■ Dataset records:
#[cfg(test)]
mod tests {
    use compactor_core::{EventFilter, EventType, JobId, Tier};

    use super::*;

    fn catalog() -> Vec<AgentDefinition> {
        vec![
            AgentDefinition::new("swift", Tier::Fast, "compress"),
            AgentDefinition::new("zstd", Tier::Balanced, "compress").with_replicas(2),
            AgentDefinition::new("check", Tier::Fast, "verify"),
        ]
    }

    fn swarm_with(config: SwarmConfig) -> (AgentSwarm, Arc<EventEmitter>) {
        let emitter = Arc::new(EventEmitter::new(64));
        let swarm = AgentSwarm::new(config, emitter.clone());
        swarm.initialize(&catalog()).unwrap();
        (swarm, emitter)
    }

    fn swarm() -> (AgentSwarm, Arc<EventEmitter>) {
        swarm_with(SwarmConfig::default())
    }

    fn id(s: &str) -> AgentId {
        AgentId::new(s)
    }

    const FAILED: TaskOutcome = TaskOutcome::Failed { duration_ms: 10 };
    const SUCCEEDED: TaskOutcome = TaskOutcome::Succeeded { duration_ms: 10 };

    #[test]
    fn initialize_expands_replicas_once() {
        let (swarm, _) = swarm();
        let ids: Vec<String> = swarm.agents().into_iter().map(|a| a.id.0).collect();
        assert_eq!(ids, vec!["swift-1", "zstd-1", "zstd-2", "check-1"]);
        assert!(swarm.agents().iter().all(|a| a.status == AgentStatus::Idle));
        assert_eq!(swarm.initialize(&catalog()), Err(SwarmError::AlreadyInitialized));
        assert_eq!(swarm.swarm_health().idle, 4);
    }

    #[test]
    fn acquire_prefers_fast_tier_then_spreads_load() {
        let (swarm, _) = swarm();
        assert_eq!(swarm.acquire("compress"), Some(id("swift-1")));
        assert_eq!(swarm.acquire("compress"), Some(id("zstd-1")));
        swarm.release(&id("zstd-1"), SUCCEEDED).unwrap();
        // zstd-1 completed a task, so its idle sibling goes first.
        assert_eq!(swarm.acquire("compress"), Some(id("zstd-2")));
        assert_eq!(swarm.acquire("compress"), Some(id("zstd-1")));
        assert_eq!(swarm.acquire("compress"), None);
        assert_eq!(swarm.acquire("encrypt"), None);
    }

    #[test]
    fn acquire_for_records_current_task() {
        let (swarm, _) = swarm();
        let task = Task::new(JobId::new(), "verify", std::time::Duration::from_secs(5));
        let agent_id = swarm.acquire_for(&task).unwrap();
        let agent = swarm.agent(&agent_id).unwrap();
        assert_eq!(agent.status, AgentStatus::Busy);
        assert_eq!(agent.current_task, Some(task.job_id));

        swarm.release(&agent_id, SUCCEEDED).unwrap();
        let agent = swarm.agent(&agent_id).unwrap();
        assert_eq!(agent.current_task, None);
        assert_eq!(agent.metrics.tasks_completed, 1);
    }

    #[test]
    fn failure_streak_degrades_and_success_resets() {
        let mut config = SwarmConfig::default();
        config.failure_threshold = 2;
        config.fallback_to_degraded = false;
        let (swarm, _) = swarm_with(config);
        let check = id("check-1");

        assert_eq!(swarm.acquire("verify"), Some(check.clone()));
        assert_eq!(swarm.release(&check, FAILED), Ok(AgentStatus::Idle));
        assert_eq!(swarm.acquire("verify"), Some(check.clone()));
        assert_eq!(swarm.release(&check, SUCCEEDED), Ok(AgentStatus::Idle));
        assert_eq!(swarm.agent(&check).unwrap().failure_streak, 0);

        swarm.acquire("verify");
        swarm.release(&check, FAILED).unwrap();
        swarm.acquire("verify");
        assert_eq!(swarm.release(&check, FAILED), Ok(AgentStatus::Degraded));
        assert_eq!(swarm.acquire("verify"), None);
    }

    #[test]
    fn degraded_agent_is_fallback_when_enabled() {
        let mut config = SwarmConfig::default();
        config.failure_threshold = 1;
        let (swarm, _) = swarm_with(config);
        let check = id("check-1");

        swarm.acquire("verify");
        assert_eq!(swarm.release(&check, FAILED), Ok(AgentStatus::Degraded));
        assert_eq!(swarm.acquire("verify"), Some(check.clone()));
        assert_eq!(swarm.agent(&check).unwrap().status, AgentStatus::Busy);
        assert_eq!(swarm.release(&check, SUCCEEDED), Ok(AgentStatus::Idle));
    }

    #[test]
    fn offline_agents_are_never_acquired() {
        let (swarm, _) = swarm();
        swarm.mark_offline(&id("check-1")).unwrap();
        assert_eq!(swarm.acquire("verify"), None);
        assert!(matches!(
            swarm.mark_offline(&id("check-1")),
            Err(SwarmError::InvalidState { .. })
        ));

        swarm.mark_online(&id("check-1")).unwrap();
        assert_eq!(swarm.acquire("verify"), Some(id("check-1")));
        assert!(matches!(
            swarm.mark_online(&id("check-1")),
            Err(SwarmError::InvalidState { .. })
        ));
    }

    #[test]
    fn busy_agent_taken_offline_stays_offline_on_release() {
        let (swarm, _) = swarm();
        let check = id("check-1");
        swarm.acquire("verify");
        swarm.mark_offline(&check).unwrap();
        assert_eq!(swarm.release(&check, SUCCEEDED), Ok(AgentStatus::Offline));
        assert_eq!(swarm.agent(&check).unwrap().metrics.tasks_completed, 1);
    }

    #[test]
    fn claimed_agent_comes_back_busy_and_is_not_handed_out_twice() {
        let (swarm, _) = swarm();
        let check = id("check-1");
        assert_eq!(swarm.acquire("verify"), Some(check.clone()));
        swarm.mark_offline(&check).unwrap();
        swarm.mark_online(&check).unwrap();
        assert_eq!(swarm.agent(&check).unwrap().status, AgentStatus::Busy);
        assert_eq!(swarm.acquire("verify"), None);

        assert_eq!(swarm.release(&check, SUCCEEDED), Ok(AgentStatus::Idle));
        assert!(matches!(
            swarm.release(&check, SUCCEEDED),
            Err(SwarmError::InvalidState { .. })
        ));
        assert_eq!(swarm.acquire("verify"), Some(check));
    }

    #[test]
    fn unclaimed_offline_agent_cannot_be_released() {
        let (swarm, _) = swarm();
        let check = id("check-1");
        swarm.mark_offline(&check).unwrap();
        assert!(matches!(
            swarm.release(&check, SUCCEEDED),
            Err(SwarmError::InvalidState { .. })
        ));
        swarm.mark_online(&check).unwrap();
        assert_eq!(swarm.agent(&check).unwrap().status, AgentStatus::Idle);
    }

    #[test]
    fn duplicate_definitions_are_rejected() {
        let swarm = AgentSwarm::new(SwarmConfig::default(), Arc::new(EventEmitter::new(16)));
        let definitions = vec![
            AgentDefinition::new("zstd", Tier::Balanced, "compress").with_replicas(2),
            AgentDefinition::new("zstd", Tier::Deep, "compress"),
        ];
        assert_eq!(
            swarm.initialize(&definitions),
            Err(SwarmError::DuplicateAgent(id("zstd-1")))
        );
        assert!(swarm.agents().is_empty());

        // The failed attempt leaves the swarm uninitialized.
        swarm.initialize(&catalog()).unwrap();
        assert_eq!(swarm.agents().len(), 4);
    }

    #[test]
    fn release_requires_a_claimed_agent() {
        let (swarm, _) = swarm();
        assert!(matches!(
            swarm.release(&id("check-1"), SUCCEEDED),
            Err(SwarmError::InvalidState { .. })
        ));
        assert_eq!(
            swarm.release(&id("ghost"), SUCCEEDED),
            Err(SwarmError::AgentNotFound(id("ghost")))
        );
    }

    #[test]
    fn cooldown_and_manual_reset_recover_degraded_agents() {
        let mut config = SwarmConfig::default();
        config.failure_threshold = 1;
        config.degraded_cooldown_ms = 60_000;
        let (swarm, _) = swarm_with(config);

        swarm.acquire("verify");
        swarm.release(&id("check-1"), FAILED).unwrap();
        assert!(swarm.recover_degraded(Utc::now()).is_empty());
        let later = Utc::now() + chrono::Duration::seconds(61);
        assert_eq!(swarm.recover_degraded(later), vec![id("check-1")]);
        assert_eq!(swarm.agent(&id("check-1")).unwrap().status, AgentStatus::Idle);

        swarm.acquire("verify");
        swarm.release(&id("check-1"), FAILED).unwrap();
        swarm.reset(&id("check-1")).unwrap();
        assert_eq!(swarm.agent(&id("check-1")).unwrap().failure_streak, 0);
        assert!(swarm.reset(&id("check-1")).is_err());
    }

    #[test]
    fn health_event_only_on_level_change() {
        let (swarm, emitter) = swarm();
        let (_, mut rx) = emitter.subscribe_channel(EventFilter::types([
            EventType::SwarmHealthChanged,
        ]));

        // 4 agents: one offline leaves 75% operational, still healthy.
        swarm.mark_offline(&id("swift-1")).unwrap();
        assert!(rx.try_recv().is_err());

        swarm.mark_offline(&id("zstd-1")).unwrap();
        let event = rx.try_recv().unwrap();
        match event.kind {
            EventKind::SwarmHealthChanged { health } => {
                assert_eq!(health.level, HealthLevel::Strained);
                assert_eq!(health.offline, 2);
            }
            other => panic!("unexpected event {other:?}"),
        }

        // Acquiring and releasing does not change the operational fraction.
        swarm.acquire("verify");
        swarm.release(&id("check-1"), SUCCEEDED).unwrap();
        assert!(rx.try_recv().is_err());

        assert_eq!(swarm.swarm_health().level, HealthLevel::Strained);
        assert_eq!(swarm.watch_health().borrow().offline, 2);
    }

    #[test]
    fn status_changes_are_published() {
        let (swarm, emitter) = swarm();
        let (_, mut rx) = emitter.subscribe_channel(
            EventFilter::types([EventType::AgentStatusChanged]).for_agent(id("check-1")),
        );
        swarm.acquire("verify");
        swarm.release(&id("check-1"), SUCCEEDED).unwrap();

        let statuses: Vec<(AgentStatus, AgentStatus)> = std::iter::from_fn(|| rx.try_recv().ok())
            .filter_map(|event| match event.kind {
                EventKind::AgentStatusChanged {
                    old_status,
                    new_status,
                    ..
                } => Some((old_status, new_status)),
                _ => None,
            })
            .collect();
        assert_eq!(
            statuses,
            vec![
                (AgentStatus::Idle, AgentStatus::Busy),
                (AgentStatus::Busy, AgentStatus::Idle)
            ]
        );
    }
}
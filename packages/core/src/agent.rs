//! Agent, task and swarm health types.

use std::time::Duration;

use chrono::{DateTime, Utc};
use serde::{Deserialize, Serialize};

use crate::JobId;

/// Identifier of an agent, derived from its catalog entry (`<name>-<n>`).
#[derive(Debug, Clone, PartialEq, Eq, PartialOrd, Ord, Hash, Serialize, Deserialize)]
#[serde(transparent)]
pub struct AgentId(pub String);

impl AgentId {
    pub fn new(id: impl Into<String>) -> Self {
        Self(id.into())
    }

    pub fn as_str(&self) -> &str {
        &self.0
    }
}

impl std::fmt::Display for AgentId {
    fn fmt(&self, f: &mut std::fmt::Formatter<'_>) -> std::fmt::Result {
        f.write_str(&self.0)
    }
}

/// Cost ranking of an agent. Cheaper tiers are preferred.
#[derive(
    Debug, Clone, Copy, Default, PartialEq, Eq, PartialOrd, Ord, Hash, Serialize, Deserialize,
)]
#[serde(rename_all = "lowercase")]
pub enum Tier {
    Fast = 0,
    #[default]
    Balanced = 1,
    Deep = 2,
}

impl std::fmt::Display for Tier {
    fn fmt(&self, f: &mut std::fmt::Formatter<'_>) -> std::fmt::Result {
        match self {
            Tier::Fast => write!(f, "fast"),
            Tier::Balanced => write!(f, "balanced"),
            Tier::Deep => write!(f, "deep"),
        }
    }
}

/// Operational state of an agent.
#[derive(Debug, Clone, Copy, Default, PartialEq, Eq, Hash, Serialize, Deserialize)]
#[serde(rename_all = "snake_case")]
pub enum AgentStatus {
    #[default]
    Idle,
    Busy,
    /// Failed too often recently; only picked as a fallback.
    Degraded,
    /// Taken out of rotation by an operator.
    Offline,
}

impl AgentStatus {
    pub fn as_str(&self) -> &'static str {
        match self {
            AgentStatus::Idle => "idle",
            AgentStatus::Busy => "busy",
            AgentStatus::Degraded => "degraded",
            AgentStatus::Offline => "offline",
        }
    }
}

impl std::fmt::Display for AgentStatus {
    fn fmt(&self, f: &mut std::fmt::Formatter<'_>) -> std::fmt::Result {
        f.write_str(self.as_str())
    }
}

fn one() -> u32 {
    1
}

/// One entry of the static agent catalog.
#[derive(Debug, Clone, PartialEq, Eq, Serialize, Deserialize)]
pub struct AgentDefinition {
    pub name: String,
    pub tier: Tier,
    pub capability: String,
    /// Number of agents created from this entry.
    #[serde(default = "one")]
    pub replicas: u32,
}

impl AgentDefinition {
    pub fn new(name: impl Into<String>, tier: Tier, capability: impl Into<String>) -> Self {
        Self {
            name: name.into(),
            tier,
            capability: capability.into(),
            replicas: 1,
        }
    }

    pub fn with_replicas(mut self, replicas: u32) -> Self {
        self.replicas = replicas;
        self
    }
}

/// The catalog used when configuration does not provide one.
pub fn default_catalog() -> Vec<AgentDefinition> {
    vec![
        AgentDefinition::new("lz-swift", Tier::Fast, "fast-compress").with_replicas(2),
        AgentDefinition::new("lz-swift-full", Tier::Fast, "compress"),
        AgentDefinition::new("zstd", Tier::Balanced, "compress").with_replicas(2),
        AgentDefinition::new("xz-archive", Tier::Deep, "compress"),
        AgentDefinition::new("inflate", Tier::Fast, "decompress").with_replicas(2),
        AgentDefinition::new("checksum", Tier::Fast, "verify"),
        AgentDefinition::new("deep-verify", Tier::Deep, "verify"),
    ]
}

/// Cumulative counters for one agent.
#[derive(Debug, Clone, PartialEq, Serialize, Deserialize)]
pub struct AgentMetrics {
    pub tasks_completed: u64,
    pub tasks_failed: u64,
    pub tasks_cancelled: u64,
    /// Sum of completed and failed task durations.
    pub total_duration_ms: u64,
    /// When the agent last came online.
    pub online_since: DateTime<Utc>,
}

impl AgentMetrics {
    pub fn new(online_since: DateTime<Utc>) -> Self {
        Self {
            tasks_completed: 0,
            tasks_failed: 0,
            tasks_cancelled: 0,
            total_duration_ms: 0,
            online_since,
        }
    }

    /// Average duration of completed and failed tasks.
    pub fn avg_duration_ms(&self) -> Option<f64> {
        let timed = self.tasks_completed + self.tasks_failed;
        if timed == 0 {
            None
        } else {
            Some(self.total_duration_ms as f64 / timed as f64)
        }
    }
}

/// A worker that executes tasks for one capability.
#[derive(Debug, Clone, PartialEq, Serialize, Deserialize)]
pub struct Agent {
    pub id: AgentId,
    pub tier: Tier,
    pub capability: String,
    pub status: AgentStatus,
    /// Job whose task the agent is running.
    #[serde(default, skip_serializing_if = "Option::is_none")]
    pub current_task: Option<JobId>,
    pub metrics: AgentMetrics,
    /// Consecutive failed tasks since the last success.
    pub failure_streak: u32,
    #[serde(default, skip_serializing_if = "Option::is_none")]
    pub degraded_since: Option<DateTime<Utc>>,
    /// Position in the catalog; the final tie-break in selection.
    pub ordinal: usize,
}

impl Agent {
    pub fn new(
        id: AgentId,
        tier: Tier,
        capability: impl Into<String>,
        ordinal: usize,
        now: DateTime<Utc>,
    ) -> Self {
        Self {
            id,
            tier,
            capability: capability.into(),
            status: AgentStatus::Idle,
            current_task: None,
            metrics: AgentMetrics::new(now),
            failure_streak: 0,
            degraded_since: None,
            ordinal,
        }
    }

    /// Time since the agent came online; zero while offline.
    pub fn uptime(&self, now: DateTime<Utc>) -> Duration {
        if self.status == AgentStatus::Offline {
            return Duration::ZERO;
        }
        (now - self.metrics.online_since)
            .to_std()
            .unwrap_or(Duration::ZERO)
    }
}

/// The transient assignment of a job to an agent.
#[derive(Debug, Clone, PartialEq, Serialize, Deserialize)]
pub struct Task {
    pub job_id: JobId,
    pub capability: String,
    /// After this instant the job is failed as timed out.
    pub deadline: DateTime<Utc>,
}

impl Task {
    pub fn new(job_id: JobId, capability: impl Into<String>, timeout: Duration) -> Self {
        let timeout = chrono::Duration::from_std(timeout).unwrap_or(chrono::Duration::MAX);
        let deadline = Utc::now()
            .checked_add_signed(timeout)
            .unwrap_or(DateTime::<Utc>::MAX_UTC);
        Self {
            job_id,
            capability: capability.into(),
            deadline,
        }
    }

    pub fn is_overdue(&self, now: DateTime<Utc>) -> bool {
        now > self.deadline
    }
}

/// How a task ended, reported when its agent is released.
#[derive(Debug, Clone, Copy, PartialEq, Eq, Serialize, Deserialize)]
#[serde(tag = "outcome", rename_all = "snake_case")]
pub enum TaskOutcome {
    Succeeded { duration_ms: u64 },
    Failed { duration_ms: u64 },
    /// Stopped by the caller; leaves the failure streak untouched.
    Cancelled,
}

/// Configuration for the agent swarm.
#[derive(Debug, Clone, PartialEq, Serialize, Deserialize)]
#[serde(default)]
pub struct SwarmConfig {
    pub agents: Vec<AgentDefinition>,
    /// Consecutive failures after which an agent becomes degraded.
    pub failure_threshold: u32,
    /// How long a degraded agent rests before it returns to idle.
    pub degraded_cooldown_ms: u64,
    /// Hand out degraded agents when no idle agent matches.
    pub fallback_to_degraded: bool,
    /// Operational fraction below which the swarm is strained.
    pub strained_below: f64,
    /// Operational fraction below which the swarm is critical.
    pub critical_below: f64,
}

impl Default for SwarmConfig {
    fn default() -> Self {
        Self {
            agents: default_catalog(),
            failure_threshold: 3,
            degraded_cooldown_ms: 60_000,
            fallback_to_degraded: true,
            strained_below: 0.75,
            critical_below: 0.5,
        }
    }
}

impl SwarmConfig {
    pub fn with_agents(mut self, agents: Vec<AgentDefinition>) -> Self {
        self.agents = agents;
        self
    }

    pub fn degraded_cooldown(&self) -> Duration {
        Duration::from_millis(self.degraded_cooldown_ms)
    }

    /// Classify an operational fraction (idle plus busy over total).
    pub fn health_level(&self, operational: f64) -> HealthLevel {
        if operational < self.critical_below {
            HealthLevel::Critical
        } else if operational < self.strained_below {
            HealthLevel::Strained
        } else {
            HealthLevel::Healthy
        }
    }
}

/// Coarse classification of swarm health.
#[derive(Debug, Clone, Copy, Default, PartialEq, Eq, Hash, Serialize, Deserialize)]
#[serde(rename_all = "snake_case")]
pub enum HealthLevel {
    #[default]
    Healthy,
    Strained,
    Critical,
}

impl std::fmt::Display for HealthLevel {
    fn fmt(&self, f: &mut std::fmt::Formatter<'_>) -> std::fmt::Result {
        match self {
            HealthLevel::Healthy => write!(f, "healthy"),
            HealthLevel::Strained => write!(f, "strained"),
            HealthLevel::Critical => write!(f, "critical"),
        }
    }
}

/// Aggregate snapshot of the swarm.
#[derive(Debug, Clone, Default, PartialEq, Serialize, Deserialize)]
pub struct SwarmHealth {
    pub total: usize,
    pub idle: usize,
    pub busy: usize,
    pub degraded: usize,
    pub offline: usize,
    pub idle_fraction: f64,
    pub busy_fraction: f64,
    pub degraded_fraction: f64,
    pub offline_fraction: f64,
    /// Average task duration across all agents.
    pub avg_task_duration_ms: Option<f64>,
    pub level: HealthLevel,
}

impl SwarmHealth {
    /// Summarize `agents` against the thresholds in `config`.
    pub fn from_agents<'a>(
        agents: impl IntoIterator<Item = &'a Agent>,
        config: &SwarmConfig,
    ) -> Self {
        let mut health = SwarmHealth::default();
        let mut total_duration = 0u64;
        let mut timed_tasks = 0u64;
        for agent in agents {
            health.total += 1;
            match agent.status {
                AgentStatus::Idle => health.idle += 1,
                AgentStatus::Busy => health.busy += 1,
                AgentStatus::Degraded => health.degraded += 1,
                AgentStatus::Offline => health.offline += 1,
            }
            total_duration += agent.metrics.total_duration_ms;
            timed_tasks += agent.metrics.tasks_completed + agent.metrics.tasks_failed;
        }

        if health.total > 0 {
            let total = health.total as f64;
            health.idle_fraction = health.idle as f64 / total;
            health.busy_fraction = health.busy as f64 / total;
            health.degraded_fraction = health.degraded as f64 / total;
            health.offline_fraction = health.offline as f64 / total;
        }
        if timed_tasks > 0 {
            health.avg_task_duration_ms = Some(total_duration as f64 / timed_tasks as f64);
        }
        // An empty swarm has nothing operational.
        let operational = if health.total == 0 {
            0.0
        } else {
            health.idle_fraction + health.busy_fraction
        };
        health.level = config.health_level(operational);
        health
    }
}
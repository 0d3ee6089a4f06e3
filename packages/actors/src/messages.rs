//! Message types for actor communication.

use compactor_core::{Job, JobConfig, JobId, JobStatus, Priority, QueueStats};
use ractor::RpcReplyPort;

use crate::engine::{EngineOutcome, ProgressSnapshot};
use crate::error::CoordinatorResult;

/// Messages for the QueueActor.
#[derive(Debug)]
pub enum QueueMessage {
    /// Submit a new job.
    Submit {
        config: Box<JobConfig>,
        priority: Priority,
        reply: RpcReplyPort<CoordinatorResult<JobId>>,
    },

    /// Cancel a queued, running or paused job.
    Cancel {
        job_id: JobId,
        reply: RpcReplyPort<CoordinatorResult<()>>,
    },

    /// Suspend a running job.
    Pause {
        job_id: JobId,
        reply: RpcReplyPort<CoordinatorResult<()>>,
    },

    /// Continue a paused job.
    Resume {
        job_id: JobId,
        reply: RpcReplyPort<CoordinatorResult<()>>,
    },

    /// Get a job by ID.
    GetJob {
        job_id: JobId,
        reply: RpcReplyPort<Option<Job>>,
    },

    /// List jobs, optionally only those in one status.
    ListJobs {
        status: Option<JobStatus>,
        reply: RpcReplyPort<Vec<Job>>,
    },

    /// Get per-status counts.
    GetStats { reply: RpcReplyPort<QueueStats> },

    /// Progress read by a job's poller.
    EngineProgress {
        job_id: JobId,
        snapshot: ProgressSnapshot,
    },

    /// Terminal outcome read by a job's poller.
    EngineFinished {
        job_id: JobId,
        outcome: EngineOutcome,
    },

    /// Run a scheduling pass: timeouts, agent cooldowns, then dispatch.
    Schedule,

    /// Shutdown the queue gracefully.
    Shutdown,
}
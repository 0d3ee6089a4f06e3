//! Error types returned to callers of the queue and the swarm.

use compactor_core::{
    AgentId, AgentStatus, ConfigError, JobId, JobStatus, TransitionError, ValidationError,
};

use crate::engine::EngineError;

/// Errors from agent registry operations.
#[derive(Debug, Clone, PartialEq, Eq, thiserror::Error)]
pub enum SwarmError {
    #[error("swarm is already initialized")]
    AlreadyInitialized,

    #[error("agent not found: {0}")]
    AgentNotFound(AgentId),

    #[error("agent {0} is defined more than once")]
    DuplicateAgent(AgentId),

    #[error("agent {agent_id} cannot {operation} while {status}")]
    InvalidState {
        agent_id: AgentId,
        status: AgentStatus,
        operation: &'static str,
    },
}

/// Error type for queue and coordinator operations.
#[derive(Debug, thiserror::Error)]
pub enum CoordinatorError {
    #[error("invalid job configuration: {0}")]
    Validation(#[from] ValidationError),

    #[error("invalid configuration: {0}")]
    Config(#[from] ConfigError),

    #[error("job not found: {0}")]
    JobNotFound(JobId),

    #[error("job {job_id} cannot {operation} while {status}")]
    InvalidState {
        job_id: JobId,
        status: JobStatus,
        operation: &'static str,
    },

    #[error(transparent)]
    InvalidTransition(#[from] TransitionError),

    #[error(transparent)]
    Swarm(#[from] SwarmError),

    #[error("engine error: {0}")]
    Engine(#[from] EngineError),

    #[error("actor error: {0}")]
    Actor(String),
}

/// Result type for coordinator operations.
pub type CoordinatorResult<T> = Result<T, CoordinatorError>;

■ Exercise brief: The response must consist solely of the lines from the first line of the entries through the line containing "fn swarm_with(config: SwarmConfig)", repeated exactly.

■ Response for this exercise:
#[cfg(test)]
mod tests {
    use compactor_core::{EventFilter, EventType, JobId, Tier};

    use super::*;

    fn catalog() -> Vec<AgentDefinition> {
        vec![
            AgentDefinition::new("swift", Tier::Fast, "compress"),
            AgentDefinition::new("zstd", Tier::Balanced, "compress").with_replicas(2),
            AgentDefinition::new("check", Tier::Fast, "verify"),
        ]
    }

    fn swarm_with(config: SwarmConfig) -> (AgentSwarm, Arc<EventEmitter>) {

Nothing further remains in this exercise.